[Records shown Boundary: Start]
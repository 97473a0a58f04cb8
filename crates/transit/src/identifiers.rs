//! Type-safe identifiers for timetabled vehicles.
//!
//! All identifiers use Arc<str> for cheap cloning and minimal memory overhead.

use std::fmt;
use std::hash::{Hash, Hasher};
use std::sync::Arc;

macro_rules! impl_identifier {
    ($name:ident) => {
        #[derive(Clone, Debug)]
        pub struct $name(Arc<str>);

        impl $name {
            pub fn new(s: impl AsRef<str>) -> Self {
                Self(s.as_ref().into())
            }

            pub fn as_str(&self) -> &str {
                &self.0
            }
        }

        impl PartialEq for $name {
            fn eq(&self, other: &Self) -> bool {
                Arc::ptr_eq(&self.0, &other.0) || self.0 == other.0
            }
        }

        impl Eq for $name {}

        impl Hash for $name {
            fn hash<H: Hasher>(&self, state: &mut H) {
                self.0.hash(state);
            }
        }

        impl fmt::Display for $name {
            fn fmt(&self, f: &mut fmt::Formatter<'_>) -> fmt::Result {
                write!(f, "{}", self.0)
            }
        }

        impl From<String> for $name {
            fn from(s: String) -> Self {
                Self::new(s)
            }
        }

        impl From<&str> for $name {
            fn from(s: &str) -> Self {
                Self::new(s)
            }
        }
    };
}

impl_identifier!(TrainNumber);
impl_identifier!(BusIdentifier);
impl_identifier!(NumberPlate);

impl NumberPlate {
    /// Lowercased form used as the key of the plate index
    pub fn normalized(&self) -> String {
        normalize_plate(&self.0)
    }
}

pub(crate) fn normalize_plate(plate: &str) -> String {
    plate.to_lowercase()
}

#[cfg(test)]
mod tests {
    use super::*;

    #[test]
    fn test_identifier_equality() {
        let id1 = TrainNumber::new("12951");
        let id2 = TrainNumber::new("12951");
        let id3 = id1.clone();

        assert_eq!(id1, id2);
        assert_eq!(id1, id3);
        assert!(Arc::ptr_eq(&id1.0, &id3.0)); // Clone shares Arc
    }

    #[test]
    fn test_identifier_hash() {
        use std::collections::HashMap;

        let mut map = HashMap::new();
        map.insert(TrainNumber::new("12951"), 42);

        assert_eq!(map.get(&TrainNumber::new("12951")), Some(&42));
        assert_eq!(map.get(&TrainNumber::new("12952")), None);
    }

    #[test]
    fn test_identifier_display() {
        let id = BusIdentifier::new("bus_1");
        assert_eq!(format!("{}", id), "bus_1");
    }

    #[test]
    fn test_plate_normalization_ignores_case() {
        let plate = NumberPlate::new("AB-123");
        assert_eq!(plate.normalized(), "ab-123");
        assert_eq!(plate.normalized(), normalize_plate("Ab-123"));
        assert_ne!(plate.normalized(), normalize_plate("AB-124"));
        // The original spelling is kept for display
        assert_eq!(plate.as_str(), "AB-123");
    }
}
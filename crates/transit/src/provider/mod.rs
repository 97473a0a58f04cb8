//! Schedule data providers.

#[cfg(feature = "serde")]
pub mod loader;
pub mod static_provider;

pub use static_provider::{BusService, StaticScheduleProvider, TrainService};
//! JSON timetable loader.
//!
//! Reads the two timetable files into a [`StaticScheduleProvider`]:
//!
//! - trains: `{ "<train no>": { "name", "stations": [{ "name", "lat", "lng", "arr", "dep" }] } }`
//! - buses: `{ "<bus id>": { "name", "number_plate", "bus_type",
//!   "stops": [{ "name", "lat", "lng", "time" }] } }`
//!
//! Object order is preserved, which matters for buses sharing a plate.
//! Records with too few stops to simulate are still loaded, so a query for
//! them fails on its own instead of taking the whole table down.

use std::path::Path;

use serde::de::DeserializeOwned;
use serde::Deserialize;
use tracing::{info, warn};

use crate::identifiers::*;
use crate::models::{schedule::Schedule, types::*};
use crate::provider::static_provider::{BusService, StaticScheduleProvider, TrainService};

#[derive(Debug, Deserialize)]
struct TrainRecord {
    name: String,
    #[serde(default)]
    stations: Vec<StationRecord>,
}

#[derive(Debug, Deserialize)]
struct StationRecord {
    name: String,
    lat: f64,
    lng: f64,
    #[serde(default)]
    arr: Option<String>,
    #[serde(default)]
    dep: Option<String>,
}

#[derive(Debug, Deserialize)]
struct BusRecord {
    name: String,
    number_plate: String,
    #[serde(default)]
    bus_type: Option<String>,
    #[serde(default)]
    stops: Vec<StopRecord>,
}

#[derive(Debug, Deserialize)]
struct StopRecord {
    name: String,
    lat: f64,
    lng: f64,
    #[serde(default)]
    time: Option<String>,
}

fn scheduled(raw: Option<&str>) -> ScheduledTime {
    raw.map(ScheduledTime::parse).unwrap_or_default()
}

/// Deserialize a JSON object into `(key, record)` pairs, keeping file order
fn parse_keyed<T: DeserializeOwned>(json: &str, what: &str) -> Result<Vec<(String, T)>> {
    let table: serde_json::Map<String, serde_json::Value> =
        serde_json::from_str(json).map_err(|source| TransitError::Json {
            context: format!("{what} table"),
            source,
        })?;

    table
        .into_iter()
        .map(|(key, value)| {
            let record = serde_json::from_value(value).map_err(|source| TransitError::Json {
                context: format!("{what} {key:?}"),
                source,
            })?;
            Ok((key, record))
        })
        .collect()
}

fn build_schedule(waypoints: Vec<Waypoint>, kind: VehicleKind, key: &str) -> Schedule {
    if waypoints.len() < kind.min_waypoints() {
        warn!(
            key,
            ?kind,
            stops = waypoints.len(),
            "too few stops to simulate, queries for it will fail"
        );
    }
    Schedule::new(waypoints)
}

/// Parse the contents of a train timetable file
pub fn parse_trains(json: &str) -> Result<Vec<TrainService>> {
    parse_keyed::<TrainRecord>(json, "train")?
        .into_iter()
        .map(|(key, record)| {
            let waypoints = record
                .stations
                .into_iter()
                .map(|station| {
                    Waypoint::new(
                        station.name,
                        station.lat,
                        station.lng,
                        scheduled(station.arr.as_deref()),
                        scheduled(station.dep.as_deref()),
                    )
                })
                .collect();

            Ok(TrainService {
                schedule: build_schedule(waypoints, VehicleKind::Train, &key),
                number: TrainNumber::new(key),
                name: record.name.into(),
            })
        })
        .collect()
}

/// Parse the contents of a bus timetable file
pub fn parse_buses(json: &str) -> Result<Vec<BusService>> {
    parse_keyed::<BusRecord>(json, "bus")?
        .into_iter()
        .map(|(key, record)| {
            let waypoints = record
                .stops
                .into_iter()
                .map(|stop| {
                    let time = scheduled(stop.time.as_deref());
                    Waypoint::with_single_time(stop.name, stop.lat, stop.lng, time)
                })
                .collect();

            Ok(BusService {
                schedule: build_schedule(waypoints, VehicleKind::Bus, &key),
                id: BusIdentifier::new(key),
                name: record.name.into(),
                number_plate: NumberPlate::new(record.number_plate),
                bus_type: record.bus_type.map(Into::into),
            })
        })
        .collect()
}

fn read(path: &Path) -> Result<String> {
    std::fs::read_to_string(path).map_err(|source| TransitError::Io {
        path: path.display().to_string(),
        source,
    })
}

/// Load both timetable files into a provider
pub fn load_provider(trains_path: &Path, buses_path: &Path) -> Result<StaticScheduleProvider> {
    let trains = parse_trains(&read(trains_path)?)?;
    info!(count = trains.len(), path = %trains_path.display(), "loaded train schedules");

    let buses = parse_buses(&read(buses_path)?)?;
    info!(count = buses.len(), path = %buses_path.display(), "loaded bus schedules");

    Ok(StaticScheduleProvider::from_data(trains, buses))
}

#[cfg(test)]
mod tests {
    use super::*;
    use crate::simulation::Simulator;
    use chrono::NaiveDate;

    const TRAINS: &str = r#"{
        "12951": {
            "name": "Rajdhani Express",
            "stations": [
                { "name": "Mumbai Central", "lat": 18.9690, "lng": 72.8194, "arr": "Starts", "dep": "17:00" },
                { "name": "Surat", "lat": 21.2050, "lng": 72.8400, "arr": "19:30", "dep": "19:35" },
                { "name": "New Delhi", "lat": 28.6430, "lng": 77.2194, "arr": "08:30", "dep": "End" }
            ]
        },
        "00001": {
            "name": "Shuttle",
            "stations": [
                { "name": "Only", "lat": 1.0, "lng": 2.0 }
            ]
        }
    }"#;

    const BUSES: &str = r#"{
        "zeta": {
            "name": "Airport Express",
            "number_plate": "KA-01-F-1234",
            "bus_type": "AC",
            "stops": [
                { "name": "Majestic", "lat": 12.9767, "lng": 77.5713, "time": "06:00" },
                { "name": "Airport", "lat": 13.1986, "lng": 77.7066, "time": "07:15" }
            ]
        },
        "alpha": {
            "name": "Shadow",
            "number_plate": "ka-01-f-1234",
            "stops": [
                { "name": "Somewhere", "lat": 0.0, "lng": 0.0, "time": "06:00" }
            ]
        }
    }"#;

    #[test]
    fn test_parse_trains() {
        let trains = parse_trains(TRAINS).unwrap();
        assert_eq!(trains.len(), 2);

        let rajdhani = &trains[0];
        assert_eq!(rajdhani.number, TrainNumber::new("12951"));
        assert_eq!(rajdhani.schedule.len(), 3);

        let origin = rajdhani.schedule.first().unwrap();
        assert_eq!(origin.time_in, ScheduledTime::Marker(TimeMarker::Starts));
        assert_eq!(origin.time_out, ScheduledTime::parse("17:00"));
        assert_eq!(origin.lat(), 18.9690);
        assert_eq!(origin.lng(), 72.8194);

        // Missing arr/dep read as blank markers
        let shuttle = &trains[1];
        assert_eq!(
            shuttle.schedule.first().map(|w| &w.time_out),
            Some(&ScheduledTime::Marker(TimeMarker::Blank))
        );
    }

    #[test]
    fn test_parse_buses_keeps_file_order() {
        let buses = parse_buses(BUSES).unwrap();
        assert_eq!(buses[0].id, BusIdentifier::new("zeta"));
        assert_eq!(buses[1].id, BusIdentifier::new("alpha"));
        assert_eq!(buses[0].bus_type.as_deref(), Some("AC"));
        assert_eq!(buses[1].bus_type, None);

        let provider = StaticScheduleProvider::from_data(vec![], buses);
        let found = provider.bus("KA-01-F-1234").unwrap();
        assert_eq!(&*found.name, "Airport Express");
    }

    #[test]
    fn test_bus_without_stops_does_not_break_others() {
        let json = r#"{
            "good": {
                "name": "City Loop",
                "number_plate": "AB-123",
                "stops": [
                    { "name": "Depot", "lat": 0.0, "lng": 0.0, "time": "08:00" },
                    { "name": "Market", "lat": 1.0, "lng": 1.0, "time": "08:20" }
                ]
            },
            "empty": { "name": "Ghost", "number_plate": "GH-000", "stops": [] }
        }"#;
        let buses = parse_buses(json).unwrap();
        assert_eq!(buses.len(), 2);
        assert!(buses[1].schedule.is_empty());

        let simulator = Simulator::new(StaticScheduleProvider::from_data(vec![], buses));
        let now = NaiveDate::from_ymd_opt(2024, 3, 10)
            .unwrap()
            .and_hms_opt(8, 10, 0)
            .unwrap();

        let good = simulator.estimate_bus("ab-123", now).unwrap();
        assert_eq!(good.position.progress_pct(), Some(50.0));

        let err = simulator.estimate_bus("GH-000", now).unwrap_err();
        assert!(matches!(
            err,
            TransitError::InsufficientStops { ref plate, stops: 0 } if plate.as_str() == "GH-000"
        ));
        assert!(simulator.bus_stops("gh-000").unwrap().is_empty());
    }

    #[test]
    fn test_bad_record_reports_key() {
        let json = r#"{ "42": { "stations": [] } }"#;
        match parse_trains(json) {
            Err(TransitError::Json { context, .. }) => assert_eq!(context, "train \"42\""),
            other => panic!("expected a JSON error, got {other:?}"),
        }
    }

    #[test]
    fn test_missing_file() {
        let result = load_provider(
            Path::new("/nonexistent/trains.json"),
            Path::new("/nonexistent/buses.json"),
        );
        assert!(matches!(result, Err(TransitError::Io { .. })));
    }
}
[Records shown Boundary: End]
[Records shown Boundary: Start]
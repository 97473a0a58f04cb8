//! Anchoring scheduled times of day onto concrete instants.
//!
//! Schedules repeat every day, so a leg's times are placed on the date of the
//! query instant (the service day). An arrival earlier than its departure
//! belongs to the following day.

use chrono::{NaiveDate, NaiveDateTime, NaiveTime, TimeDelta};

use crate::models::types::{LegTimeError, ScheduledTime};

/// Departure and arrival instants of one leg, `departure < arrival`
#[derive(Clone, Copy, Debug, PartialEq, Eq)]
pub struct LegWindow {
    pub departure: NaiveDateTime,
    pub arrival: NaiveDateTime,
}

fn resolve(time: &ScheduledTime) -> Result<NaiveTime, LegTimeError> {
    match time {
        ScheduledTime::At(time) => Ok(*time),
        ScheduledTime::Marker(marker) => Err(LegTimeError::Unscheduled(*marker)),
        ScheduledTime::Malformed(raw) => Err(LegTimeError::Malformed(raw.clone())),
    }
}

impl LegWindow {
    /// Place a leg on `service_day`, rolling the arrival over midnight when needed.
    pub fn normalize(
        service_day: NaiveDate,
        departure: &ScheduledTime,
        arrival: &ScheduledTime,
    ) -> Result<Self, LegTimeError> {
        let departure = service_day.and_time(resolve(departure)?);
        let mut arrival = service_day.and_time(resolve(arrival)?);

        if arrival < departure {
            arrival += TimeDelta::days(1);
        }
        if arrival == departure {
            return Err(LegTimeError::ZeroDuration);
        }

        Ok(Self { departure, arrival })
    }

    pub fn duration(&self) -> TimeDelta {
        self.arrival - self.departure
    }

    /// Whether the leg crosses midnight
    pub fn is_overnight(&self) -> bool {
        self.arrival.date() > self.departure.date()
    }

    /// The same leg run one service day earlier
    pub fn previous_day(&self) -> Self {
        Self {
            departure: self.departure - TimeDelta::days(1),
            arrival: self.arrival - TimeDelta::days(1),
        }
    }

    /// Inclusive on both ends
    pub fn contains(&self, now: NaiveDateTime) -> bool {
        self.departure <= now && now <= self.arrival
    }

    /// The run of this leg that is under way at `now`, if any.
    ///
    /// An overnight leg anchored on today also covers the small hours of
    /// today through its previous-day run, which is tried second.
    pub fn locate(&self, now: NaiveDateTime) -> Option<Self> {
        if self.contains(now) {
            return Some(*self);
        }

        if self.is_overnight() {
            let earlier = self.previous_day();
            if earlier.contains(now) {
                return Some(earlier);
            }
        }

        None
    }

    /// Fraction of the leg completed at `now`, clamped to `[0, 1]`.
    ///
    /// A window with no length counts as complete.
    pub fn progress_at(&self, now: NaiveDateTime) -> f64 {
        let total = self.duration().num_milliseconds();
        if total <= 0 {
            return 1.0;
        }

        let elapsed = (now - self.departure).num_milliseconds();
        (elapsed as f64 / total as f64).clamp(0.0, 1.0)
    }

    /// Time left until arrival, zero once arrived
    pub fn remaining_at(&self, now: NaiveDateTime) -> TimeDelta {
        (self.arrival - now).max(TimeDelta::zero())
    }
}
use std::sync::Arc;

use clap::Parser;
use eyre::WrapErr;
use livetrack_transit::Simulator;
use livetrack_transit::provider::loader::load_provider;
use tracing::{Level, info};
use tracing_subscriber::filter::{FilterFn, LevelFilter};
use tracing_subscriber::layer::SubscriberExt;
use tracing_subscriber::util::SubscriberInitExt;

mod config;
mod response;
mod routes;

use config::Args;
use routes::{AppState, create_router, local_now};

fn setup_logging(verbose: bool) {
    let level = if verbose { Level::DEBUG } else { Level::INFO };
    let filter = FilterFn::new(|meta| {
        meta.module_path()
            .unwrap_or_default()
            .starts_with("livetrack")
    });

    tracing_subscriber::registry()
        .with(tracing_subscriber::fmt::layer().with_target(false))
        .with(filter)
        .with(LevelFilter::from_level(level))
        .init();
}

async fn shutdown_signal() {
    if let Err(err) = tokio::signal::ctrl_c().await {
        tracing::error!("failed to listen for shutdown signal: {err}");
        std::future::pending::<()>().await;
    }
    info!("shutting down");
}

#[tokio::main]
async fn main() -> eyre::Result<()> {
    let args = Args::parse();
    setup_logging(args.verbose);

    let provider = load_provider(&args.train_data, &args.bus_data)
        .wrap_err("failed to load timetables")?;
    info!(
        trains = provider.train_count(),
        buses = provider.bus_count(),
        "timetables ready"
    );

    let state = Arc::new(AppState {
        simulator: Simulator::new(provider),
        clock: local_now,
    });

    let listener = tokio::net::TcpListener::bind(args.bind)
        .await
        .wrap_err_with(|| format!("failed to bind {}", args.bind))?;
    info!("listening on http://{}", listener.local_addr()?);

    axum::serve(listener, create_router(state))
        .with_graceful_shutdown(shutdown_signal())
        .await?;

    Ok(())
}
[Records shown Boundary: End]
[Records shown Boundary: Start]
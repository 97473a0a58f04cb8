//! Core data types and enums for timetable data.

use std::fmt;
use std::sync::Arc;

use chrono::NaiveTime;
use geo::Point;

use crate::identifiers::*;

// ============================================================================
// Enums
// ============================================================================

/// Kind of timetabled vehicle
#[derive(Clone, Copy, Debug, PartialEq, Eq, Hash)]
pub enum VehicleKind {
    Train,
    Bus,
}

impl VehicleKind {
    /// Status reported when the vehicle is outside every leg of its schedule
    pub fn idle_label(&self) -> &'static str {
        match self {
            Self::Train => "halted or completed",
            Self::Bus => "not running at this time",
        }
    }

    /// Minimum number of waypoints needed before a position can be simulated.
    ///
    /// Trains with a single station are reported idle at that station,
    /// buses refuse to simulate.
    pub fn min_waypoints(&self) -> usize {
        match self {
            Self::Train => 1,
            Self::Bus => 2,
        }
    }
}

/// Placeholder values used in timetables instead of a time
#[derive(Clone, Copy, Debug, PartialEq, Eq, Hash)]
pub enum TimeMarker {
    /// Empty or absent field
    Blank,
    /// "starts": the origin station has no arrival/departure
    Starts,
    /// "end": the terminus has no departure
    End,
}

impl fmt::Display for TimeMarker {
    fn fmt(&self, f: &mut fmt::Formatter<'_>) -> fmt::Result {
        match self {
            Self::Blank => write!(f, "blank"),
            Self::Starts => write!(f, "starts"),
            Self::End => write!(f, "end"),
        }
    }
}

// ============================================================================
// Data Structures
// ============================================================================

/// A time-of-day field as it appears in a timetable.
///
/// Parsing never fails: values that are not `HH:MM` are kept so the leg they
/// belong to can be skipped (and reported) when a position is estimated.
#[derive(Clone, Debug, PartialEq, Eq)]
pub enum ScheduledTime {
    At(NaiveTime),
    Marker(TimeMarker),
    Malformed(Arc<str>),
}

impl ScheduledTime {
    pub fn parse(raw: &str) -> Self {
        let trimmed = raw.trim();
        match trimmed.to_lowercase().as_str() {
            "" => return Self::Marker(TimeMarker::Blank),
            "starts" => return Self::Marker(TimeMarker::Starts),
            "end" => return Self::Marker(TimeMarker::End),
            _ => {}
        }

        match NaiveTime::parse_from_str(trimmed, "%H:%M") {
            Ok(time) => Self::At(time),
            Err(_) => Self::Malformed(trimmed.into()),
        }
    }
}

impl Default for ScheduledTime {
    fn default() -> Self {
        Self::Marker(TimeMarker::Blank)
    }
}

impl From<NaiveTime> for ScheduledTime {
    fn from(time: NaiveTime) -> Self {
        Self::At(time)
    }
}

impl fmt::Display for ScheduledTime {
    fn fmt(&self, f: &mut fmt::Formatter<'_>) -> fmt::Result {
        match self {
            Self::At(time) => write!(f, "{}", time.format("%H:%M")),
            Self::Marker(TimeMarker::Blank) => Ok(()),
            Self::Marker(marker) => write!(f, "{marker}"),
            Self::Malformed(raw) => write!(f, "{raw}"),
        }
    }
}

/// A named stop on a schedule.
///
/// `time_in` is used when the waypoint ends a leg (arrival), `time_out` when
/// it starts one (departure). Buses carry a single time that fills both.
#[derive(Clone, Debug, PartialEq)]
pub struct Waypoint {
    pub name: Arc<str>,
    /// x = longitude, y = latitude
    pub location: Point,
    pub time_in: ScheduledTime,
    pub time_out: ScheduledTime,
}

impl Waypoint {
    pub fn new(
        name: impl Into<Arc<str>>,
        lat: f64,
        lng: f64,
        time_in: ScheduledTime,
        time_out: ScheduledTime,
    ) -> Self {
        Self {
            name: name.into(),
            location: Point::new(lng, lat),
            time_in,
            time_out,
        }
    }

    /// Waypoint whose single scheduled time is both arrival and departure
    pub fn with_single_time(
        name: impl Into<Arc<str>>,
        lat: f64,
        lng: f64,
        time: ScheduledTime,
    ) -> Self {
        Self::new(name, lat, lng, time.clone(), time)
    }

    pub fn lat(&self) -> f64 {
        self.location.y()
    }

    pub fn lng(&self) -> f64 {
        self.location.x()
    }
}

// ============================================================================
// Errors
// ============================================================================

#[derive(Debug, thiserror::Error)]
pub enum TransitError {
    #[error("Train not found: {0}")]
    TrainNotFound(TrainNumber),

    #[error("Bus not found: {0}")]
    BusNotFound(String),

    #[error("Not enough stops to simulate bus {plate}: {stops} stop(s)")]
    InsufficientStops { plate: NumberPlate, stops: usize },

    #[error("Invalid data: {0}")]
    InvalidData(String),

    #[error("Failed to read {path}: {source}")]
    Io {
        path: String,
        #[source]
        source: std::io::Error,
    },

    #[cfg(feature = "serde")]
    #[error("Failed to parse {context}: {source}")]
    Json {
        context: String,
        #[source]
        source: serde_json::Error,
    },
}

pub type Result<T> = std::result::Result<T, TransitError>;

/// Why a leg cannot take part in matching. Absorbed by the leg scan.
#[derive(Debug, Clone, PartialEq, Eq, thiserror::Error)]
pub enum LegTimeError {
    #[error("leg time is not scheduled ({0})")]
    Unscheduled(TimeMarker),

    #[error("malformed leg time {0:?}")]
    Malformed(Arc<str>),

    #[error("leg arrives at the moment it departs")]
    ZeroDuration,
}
[Records shown Boundary: End]
Exercise aim
In the listing above, find the line with "impl PartialEq for" and the line with "fn hash<H: Hasher>(&self, state: &mut". Output those two lines and every line between them, exactly as written.

Response for this exercise
        impl PartialEq for $name {
            fn eq(&self, other: &Self) -> bool {
                Arc::ptr_eq(&self.0, &other.0) || self.0 == other.0
            }
        }

        impl Eq for $name {}

        impl Hash for $name {
            fn hash<H: Hasher>(&self, state: &mut H) {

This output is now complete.